_Task statement:_ Somewhere below is a line with "adapter (impure shell)." and, later, a line with "given cell-to-point scale."; repeat those two lines and all the lines between them, exactly as they are.

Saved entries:
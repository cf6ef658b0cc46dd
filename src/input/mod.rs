//! Pointer input adapter (impure shell).
//!
//! Terminals report absolute cell positions, while the gesture machines
//! want origin-relative translations in points plus a release velocity.
//! The tracker bridges the two: it anchors a drag at the press cell,
//! scales cell deltas into points (terminal cells are roughly 8x16 px), and
//! estimates release velocity from a sliding window of recent samples.

use std::collections::VecDeque;

use crossterm::event::{MouseButton, MouseEvent, MouseEventKind};

use crate::model::gesture::DragEvent;

/// Points per terminal cell on each axis.
///
/// Keeps the px-tuned default thresholds meaningful when driven from cell
/// coordinates; hosts with real pixel input can use a 1:1 scale.
#[derive(Debug, Clone, Copy, PartialEq)]
pub struct PointerScale {
    /// Points per column.
    pub x: f64,
    /// Points per row.
    pub y: f64,
}

impl Default for PointerScale {
    fn default() -> Self {
        Self { x: 8.0, y: 16.0 }
    }
}

/// Sliding window over which release velocity is estimated, in seconds.
const VELOCITY_WINDOW: f64 = 0.1;

/// Translates crossterm mouse events into the pointer-drag stream.
#[derive(Debug, Clone, PartialEq)]
pub struct PointerTracker {
    scale: PointerScale,
    origin: Option<(u16, u16)>,
    /// Recent `(time, translation_x, translation_y)` samples in points.
    samples: VecDeque<(f64, f64, f64)>,
}

impl PointerTracker {
    /// A tracker with the given cell-to-point scale.
    pub fn new(scale: PointerScale) -> Self {
        Self {
            scale,
            origin: None,
            samples: VecDeque::new(),
        }
    }

    /// Feed one crossterm mouse event at time `now` (seconds, any epoch).
    ///
    /// Returns the corresponding drag sample for left-button press, drag
    /// and release; other events (moves without a press, scroll, other
    /// buttons) produce nothing.
    pub fn handle_mouse(&mut self, event: &MouseEvent, now: f64) -> Option<DragEvent> {
        match event.kind {
            MouseEventKind::Down(MouseButton::Left) => {
                self.origin = Some((event.column, event.row));
                self.samples.clear();
                self.samples.push_back((now, 0.0, 0.0));
                Some(DragEvent::began())
            }
            MouseEventKind::Drag(MouseButton::Left) => {
                let (tx, ty) = self.translation(event)?;
                self.push_sample(now, tx, ty);
                Some(DragEvent::moved(tx, ty))
            }
            MouseEventKind::Up(MouseButton::Left) => {
                let (tx, ty) = self.translation(event)?;
                self.push_sample(now, tx, ty);
                let (vx, vy) = self.velocity();
                self.origin = None;
                self.samples.clear();
                Some(DragEvent::ended(tx, ty, vx, vy))
            }
            _ => None,
        }
    }

    /// Whether a drag is currently in progress.
    pub fn is_tracking(&self) -> bool {
        self.origin.is_some()
    }

    fn translation(&self, event: &MouseEvent) -> Option<(f64, f64)> {
        let (ox, oy) = self.origin?;
        let tx = (f64::from(event.column) - f64::from(ox)) * self.scale.x;
        let ty = (f64::from(event.row) - f64::from(oy)) * self.scale.y;
        Some((tx, ty))
    }

    fn push_sample(&mut self, now: f64, tx: f64, ty: f64) {
        self.samples.push_back((now, tx, ty));
        while let Some(&(t, _, _)) = self.samples.front() {
            if now - t > VELOCITY_WINDOW && self.samples.len() > 2 {
                self.samples.pop_front();
            } else {
                break;
            }
        }
    }

    /// Velocity over the retained sample window, in points per second.
    fn velocity(&self) -> (f64, f64) {
        let (Some(&(t0, x0, y0)), Some(&(t1, x1, y1))) =
            (self.samples.front(), self.samples.back())
        else {
            return (0.0, 0.0);
        };
        let dt = t1 - t0;
        if dt <= f64::EPSILON {
            return (0.0, 0.0);
        }
        ((x1 - x0) / dt, (y1 - y0) / dt)
    }
}

impl Default for PointerTracker {
    fn default() -> Self {
        Self::new(PointerScale::default())
    }
}
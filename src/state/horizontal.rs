//! Horizontal swipe state machine: the "card toss" between siblings.
//!
//! Consumes the pointer stream, live-writes the card transform (horizontal
//! and vertical offset, a tilt proportional to travel, and a fading
//! opacity) to simulate a tilting card, and classifies the release into
//! "snap back to center" or "exit left/right". Whether an exit actually
//! navigates anywhere is decided by the controller against the sibling
//! cursor; the machine only names the direction.

use crate::animation::AnimationDriver;
use crate::config::SheetTuning;
use crate::model::viewport::Viewport;

/// Phase of the horizontal interpreter.
#[derive(Debug, Clone, Copy, PartialEq, Eq)]
pub enum SwipePhase {
    /// No drag in progress.
    Idle,
    /// Pointer down, but the movement-ratio guard has not yet passed.
    Tracking,
    /// Guard passed; live-writing the card transform each update.
    Swiping,
    /// Released; card springing back to neutral.
    Returning,
    /// Released; card tossed off-screen.
    Exiting,
}

/// Direction of card travel on exit.
#[derive(Debug, Clone, Copy, PartialEq, Eq)]
pub enum SwipeDirection {
    /// Toward negative x. Requests the next sibling.
    Leftward,
    /// Toward positive x. Requests the previous sibling.
    Rightward,
}

impl SwipeDirection {
    /// Sign of the direction on the x axis.
    pub fn sign(self) -> f64 {
        match self {
            SwipeDirection::Leftward => -1.0,
            SwipeDirection::Rightward => 1.0,
        }
    }
}

/// Release classification of a horizontal swipe.
#[derive(Debug, Clone, Copy, PartialEq, Eq)]
pub enum SwipeOutcome {
    /// Spring all card values back to neutral.
    Return,
    /// Toss the card off-screen in the given direction.
    Exit(SwipeDirection),
}

/// The horizontal swipe interpreter.
#[derive(Debug, Clone, PartialEq)]
pub struct HorizontalSwipeMachine {
    phase: SwipePhase,
}

impl HorizontalSwipeMachine {
    /// A machine at rest.
    pub fn new() -> Self {
        Self {
            phase: SwipePhase::Idle,
        }
    }

    /// Current phase.
    pub fn phase(&self) -> SwipePhase {
        self.phase
    }

    /// Whether this machine has claimed the active gesture.
    pub fn is_swiping(&self) -> bool {
        self.phase == SwipePhase::Swiping
    }

    /// Drag start: park the card at neutral and begin tracking.
    pub fn begin(&mut self, driver: &mut AnimationDriver) {
        self.phase = SwipePhase::Tracking;
        driver.reset_card();
    }

    /// Per-frame drag update.
    ///
    /// The gesture is treated as a horizontal swipe only while
    /// `|translation_x| > 2 * |translation_y|`, so a mostly-vertical drag is
    /// never partially interpreted as horizontal. While the guard holds the
    /// card follows the finger, tilts linearly with horizontal travel, and
    /// fades down to the configured opacity floor.
    ///
    /// Returns `true` while this machine holds the gesture claim.
    pub fn update(
        &mut self,
        translation_x: f64,
        translation_y: f64,
        viewport: &Viewport,
        tuning: &SheetTuning,
        driver: &mut AnimationDriver,
    ) -> bool {
        match self.phase {
            SwipePhase::Tracking | SwipePhase::Swiping => {}
            _ => return false,
        }

        let guard_holds = translation_x.abs() > 2.0 * translation_y.abs();
        if !guard_holds {
            // Claim is sticky: a frame that dips under the ratio pauses the
            // card but does not hand the gesture back.
            return self.phase == SwipePhase::Swiping;
        }

        self.phase = SwipePhase::Swiping;
        let rotation = translation_x / viewport.width * tuning.max_rotation;
        let opacity = (1.0 - translation_x.abs() / (0.5 * viewport.width))
            .max(tuning.min_card_opacity);
        driver.set_card(translation_x, translation_y, rotation, opacity);
        true
    }

    /// Release classification.
    ///
    /// Exit on either enough travel or enough release speed, in the
    /// direction actually traveled; anything else snaps back to center.
    /// Returns `None` unless the gesture was claimed.
    pub fn end(
        &mut self,
        translation_x: f64,
        velocity_x: f64,
        tuning: &SheetTuning,
    ) -> Option<SwipeOutcome> {
        if self.phase != SwipePhase::Swiping {
            self.phase = SwipePhase::Idle;
            return None;
        }

        let fast = velocity_x.abs() > tuning.exit_velocity;
        let far = translation_x.abs() > tuning.exit_distance;
        if !(fast || far) {
            self.phase = SwipePhase::Returning;
            return Some(SwipeOutcome::Return);
        }

        // A fling decides the direction even against the net travel.
        let directional = if fast { velocity_x } else { translation_x };
        let direction = if directional > 0.0 {
            SwipeDirection::Rightward
        } else {
            SwipeDirection::Leftward
        };
        self.phase = SwipePhase::Exiting;
        Some(SwipeOutcome::Exit(direction))
    }

    /// Drop any active gesture without classifying.
    pub fn cancel(&mut self) {
        self.phase = SwipePhase::Idle;
    }
}

impl Default for HorizontalSwipeMachine {
    fn default() -> Self {
        Self::new()
    }
}

// ===== Tests =====

#[cfg(test)]
#[path = "horizontal_tests.rs"]
mod tests;
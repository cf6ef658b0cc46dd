//! Animation-rate values and spring physics (pure).
//!
//! Everything here runs on the per-frame path: no blocking, no I/O, no
//! access to host state. The driver owns the sheet's continuous
//! presentation values; the rest of the system sees them only through
//! read-only snapshots and the controller's discrete commit events.

pub mod driver;
pub mod spring;
pub mod value;

// Re-export for convenience
pub use driver::{AnimationDriver, AnimationState, CardTarget};
pub use spring::{Spring, SpringParams};
pub use value::AnimatedValue;
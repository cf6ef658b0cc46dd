//! Error types for the snapsheet crate.
//!
//! A hierarchical taxonomy built on `thiserror`, composing via `?` and
//! `From` conversions. Note what is absent: the gesture pipeline itself has
//! no error surface. Per the controller's contract, a bad frame degrades to
//! "the gesture had no effect" and is logged, never propagated; the
//! variants below all belong to the impure shell (configuration, logging
//! setup, terminal I/O).

use thiserror::Error;

use crate::config::loader::ConfigError;
use crate::logging::LoggingError;
use crate::model::detent::DetentError;

/// Top-level error for the demo shell and host integration.
///
/// All domain-specific errors convert into `SheetError` via `From`, so the
/// binary's setup path can use `?` throughout.
#[derive(Debug, Error)]
pub enum SheetError {
    /// Configuration file could not be read or parsed, or contained
    /// invalid tuning values.
    #[error("Configuration error: {0}")]
    Config(#[from] ConfigError),

    /// Configured detent fractions do not form a valid table.
    #[error("Invalid detent table: {0}")]
    Detents(#[from] DetentError),

    /// Tracing subscriber could not be initialized.
    #[error("Logging setup failed: {0}")]
    Logging(#[from] LoggingError),

    /// Terminal setup, rendering, or restore failed.
    #[error("Terminal error: {0}")]
    Terminal(#[from] std::io::Error),
}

_Exercise result:_
//! Pointer input adapter (impure shell).
//!
//! Terminals report absolute cell positions, while the gesture machines
//! want origin-relative translations in points plus a release velocity.
//! The tracker bridges the two: it anchors a drag at the press cell,
//! scales cell deltas into points (terminal cells are roughly 8x16 px), and
//! estimates release velocity from a sliding window of recent samples.

use std::collections::VecDeque;

use crossterm::event::{MouseButton, MouseEvent, MouseEventKind};

use crate::model::gesture::DragEvent;

/// Points per terminal cell on each axis.
///
/// Keeps the px-tuned default thresholds meaningful when driven from cell
/// coordinates; hosts with real pixel input can use a 1:1 scale.
#[derive(Debug, Clone, Copy, PartialEq)]
pub struct PointerScale {
    /// Points per column.
    pub x: f64,
    /// Points per row.
    pub y: f64,
}

impl Default for PointerScale {
    fn default() -> Self {
        Self { x: 8.0, y: 16.0 }
    }
}

/// Sliding window over which release velocity is estimated, in seconds.
const VELOCITY_WINDOW: f64 = 0.1;

/// Translates crossterm mouse events into the pointer-drag stream.
#[derive(Debug, Clone, PartialEq)]
pub struct PointerTracker {
    scale: PointerScale,
    origin: Option<(u16, u16)>,
    /// Recent `(time, translation_x, translation_y)` samples in points.
    samples: VecDeque<(f64, f64, f64)>,
}

impl PointerTracker {
    /// A tracker with the given cell-to-point scale.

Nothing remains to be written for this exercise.